Work request ->
Give again only those lines from the start of the entries through the line holding "text (no styles).", leaving them as they are.

---------- Listed entries

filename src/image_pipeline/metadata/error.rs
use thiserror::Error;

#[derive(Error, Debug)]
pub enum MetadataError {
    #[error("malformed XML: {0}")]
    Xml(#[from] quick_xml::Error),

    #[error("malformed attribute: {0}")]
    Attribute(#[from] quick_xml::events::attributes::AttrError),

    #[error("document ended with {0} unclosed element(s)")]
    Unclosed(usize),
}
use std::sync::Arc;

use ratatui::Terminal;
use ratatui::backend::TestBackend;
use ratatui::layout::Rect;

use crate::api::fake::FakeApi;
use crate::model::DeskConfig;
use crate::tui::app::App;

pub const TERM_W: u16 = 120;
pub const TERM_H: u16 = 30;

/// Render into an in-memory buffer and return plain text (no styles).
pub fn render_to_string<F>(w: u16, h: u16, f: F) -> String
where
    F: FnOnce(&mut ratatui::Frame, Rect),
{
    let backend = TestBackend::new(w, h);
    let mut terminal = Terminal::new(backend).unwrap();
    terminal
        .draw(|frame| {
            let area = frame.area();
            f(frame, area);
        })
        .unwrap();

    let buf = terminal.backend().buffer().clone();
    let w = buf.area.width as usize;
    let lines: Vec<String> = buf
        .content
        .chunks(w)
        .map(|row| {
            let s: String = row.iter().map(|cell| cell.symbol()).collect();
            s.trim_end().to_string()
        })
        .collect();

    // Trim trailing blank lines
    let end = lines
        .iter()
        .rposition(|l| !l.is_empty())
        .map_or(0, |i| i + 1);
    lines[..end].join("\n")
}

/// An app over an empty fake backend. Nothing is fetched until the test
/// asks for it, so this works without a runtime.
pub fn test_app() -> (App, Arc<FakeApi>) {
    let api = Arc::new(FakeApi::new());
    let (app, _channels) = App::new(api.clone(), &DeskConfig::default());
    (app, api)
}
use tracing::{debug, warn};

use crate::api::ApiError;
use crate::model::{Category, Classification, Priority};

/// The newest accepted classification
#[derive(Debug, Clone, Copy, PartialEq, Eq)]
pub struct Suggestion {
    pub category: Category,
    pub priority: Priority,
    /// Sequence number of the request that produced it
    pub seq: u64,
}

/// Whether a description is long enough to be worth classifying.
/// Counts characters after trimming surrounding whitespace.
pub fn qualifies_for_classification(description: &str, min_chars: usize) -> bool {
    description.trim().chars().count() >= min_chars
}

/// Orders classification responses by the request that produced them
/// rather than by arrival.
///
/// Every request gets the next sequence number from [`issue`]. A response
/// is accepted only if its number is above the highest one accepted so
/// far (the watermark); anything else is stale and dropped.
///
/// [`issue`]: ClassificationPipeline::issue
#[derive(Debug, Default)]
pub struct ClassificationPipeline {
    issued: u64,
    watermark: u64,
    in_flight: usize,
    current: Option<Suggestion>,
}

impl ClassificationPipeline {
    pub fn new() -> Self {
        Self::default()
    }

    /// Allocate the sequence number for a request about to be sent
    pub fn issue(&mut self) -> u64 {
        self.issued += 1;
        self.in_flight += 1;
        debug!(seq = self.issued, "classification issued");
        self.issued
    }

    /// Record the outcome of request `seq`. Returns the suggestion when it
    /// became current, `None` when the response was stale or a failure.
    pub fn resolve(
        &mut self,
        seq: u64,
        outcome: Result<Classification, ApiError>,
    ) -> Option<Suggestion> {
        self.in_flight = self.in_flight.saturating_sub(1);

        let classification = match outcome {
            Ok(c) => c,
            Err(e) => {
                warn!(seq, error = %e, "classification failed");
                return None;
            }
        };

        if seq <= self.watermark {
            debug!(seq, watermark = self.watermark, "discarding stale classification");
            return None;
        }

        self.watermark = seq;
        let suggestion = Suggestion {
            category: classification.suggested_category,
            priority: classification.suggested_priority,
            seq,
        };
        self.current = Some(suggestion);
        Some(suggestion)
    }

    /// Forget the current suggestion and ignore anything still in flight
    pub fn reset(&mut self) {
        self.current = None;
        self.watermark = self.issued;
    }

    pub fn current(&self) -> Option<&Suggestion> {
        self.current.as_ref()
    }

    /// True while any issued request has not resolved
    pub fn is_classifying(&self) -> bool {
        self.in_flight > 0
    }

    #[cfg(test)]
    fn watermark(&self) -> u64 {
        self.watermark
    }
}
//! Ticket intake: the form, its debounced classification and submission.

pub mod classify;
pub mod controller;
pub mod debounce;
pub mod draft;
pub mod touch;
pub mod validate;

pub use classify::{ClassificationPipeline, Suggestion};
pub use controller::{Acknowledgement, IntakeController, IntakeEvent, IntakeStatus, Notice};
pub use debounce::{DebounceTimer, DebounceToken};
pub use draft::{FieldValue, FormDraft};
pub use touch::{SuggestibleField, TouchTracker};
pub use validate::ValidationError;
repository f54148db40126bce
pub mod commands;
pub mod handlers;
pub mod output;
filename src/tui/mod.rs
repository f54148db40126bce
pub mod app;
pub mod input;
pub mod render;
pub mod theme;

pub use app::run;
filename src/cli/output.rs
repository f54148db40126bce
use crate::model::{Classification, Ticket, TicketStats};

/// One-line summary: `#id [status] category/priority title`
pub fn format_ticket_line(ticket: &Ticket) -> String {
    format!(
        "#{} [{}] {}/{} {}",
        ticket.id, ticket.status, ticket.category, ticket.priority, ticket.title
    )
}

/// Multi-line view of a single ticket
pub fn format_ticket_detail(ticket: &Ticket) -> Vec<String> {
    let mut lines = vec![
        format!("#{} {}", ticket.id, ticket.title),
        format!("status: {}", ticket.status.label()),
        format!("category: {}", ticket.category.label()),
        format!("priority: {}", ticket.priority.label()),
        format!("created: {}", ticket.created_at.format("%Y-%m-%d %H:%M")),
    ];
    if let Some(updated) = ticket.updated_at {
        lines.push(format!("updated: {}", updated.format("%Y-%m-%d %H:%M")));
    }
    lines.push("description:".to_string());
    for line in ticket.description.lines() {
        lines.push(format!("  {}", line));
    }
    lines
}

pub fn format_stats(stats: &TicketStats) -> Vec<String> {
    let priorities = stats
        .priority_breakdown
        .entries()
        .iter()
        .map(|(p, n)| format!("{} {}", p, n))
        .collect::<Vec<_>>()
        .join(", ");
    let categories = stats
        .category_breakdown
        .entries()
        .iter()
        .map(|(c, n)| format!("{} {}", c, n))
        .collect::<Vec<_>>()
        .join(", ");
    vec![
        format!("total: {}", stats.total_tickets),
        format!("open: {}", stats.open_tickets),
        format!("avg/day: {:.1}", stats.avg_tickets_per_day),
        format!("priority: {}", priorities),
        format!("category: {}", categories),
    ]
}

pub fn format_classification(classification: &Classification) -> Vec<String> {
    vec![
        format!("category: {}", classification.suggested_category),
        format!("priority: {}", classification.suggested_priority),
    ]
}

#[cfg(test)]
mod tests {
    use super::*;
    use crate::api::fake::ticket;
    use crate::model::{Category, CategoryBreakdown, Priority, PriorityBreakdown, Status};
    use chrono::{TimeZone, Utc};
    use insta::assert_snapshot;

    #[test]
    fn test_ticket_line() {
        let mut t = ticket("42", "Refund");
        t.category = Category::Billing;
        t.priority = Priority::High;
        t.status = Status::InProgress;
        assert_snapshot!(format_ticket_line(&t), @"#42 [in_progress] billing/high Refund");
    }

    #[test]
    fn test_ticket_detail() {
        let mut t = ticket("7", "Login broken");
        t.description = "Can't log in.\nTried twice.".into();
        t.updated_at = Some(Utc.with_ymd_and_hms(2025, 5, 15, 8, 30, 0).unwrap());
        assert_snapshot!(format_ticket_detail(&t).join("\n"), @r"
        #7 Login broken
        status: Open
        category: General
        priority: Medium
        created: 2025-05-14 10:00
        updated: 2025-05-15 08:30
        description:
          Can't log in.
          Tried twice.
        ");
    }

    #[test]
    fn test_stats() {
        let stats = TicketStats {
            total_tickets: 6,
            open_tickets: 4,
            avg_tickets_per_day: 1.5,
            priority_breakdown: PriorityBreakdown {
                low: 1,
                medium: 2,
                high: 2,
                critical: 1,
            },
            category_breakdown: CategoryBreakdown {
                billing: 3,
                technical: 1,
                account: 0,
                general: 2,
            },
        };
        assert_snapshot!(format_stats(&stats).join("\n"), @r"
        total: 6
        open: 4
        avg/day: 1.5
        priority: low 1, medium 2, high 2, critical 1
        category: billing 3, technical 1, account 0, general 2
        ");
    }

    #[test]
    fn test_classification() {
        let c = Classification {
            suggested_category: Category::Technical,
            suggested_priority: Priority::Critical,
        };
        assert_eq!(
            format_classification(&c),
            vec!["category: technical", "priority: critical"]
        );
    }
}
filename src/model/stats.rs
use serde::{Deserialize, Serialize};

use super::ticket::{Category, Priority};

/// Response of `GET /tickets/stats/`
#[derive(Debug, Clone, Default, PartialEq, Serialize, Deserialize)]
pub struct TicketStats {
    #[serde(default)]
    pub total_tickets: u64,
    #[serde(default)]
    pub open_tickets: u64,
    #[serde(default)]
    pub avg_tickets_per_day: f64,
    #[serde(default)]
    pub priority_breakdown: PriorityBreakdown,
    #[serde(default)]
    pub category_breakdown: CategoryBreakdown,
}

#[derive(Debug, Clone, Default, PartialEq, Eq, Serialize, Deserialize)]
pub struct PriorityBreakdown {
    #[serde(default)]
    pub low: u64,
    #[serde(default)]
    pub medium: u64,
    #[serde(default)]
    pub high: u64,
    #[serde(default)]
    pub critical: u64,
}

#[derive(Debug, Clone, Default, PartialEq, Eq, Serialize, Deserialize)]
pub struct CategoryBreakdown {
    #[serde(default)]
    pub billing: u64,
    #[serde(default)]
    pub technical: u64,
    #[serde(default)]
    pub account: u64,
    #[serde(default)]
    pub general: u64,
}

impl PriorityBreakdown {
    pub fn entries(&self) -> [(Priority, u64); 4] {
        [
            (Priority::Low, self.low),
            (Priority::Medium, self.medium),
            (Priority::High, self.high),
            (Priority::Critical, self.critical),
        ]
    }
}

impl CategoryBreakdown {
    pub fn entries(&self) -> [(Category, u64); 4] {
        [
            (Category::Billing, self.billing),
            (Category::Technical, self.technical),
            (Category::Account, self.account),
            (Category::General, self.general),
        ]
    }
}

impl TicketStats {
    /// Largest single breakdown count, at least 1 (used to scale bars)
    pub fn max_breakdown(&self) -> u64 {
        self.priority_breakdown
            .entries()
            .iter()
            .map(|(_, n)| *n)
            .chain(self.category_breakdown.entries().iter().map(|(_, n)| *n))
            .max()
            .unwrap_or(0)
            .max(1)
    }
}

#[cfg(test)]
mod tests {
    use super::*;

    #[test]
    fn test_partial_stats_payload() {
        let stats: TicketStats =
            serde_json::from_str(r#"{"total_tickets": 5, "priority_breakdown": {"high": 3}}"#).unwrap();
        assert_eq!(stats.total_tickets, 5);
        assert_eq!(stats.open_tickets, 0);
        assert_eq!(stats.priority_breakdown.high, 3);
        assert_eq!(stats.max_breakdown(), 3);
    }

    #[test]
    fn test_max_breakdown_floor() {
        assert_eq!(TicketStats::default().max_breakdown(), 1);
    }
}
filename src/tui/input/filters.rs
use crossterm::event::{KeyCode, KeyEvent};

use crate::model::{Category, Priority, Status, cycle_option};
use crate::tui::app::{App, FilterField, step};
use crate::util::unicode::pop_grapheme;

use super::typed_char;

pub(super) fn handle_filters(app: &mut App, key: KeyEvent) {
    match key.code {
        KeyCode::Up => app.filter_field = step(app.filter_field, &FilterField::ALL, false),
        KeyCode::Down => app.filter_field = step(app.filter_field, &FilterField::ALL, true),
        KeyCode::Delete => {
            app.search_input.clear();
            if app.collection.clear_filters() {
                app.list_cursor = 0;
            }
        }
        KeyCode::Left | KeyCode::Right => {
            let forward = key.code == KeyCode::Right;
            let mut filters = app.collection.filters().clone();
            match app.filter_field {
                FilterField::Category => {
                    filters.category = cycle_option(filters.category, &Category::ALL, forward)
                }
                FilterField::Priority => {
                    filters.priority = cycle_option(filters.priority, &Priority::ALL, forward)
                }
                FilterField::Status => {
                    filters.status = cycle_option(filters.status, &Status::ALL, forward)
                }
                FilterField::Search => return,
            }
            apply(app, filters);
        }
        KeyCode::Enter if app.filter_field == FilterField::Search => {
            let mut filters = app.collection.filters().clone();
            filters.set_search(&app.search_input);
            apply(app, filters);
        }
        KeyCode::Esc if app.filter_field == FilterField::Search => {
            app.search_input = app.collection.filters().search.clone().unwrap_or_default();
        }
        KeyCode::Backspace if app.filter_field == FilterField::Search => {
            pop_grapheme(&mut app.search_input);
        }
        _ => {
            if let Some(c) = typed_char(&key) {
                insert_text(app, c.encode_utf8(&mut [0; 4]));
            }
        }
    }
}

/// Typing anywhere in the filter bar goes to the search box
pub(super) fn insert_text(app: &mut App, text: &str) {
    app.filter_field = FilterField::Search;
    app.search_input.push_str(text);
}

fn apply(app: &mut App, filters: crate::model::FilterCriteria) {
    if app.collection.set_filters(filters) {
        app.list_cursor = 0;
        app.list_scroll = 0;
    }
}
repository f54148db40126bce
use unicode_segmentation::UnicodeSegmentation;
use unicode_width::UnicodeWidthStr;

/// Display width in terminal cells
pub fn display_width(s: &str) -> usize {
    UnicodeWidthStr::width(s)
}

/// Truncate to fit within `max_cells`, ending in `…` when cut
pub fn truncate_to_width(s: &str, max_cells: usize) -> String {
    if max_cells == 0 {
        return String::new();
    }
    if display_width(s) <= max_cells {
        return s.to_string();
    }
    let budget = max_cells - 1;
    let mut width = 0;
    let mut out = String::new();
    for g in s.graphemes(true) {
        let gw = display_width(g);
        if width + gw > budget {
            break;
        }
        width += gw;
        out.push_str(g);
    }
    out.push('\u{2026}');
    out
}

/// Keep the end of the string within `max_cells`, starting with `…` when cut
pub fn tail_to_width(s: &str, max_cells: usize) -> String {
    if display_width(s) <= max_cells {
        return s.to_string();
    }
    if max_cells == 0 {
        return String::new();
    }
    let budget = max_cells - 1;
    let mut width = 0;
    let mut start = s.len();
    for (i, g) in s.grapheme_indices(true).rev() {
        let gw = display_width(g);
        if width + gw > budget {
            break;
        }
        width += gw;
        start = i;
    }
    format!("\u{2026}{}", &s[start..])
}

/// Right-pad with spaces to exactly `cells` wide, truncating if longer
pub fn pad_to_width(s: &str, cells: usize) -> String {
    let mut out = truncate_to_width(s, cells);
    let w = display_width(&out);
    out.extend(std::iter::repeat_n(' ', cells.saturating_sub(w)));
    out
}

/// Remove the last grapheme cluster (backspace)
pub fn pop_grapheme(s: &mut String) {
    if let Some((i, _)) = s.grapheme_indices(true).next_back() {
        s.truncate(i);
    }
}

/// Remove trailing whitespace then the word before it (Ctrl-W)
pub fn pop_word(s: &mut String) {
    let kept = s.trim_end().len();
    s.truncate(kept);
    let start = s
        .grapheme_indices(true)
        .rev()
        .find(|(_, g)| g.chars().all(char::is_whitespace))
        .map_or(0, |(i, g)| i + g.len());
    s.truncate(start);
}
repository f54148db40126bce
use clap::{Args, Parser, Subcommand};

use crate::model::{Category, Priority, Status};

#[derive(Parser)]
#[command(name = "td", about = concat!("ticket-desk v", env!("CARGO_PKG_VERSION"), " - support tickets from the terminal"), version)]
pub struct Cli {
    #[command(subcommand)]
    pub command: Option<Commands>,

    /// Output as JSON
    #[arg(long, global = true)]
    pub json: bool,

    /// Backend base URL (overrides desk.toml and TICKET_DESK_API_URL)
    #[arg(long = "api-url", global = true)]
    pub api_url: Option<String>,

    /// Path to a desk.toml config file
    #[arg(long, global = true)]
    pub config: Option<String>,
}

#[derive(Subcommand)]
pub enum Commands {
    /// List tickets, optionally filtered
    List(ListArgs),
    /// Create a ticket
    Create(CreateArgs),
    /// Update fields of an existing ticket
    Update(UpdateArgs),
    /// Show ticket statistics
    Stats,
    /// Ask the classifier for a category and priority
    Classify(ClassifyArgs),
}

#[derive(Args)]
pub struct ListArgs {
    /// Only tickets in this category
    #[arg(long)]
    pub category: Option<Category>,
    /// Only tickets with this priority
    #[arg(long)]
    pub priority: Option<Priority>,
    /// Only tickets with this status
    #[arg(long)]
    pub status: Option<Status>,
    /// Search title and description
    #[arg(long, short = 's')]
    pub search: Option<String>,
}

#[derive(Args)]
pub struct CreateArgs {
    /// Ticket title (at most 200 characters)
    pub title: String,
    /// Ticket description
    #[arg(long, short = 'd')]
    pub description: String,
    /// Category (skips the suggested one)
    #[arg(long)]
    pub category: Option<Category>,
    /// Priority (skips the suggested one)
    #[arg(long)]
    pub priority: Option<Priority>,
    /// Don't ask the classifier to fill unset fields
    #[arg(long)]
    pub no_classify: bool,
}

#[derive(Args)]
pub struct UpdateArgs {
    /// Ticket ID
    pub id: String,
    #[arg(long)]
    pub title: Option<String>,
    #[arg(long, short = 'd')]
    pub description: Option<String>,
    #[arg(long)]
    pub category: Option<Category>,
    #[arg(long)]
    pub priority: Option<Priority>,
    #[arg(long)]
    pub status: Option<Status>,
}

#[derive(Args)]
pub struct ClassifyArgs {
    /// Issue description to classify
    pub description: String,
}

--------------------

Written reply ->
filename src/image_pipeline/metadata/error.rs
use thiserror::Error;

#[derive(Error, Debug)]
pub enum MetadataError {
    #[error("malformed XML: {0}")]
    Xml(#[from] quick_xml::Error),

    #[error("malformed attribute: {0}")]
    Attribute(#[from] quick_xml::events::attributes::AttrError),

    #[error("document ended with {0} unclosed element(s)")]
    Unclosed(usize),
}
use std::sync::Arc;

use ratatui::Terminal;
use ratatui::backend::TestBackend;
use ratatui::layout::Rect;

use crate::api::fake::FakeApi;
use crate::model::DeskConfig;
use crate::tui::app::App;

pub const TERM_W: u16 = 120;
pub const TERM_H: u16 = 30;

/// Render into an in-memory buffer and return plain text (no styles).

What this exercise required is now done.